● **Work task**
Go over the data and keep only the lines that include "description".
[Provided data — start]
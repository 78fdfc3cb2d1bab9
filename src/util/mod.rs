//! Utility helpers.

pub mod retry;
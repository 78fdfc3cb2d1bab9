//! Core types: messages and generation settings.

pub mod generation;
pub mod message;

pub use generation::{FinishReason, GenerationSettings, ResponseFormat};
pub use message::{ContentPart, FileData, ModelMessage, Role, ToolCall, ToolResultPart};
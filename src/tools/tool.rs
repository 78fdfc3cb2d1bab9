//! Tool trait, execution context, and the typed outcome contract.

use async_trait::async_trait;
use serde_json::Value;

use crate::provider::ModelProvider;
use crate::session::SessionState;

/// Context available during tool execution.
///
/// Borrows the owning session's state for the duration of one call; the
/// provider handle is available for tools that delegate work to the model
/// (resume extraction).
pub struct ToolContext<'a> {
    pub session_id: &'a str,
    pub state: &'a mut SessionState,
    pub provider: &'a dyn ModelProvider,
}

/// Arguments passed to a tool, as sent by the model.
#[derive(Debug, Clone, Default)]
pub struct ToolArguments(Value);

impl ToolArguments {
    pub fn new(value: Value) -> Self {
        Self(value)
    }

    /// A required string argument, or `None` when absent or not a string.
    pub fn get_str(&self, key: &str) -> Option<&str> {
        self.0.get(key).and_then(Value::as_str)
    }
}

/// How a tool call went, before flattening to conversation text.
///
/// Tools never return `Err` for semantic faults: every outcome becomes a
/// string the model can react to. The kind survives long enough to be
/// logged and asserted on, separating "tool semantically failed" from
/// "tool had a bug".
#[derive(Debug, Clone, PartialEq, Eq)]
pub enum ToolOutcomeKind {
    Ok,
    Error,
}

/// Typed result of a tool call.
#[derive(Debug, Clone, PartialEq)]
pub struct ToolOutcome {
    pub kind: ToolOutcomeKind,
    pub message: String,
}

impl ToolOutcome {
    pub fn ok(message: impl Into<String>) -> Self {
        Self {
            kind: ToolOutcomeKind::Ok,
            message: message.into(),
        }
    }

    pub fn error(message: impl Into<String>) -> Self {
        Self {
            kind: ToolOutcomeKind::Error,
            message: message.into(),
        }
    }

    pub fn is_error(&self) -> bool {
        self.kind == ToolOutcomeKind::Error
    }

    /// Flatten to the conversational string handed back to the model.
    pub fn into_text(self) -> String {
        self.message
    }
}

/// Core tool trait: a callable action over session state.
#[async_trait]
pub trait Tool: Send + Sync {
    /// Tool name (must match what the model calls).
    fn name(&self) -> &str;

    /// Human-readable description.
    fn description(&self) -> &str;

    /// JSON Schema parameters.
    fn parameters(&self) -> ToolParameters;

    /// Execute the tool against the session.
    async fn execute(&self, args: &ToolArguments, ctx: &mut ToolContext<'_>) -> ToolOutcome;
}

/// JSON Schema-based parameter definition for a tool.
#[derive(Debug, Clone)]
pub struct ToolParameters {
    pub schema: Value,
}

impl ToolParameters {
    /// Builder: create an object schema with properties.
    pub fn object() -> ParameterBuilder {
        ParameterBuilder {
            properties: serde_json::Map::new(),
            required: Vec::new(),
        }
    }
}

/// Builder for constructing tool parameter schemas.
pub struct ParameterBuilder {
    properties: serde_json::Map<String, Value>,
    required: Vec<String>,
}

impl ParameterBuilder {
    /// Add a string property.
    pub fn string(
        mut self,
        name: impl Into<String>,
        description: impl Into<String>,
        required: bool,
    ) -> Self {
        let name = name.into();
        self.properties.insert(
            name.clone(),
            serde_json::json!({
                "type": "string",
                "description": description.into(),
            }),
        );
        if required {
            self.required.push(name);
        }
        self
    }

    /// Build into ToolParameters.
    pub fn build(self) -> ToolParameters {
        ToolParameters {
            schema: serde_json::json!({
                "type": "object",
                "properties": self.properties,
                "required": self.required,
            }),
        }
    }
}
[Provided data — finish]
● **Reply**
    /// Human-readable description.
    fn description(&self) -> &str;
        description: impl Into<String>,
                "description": description.into(),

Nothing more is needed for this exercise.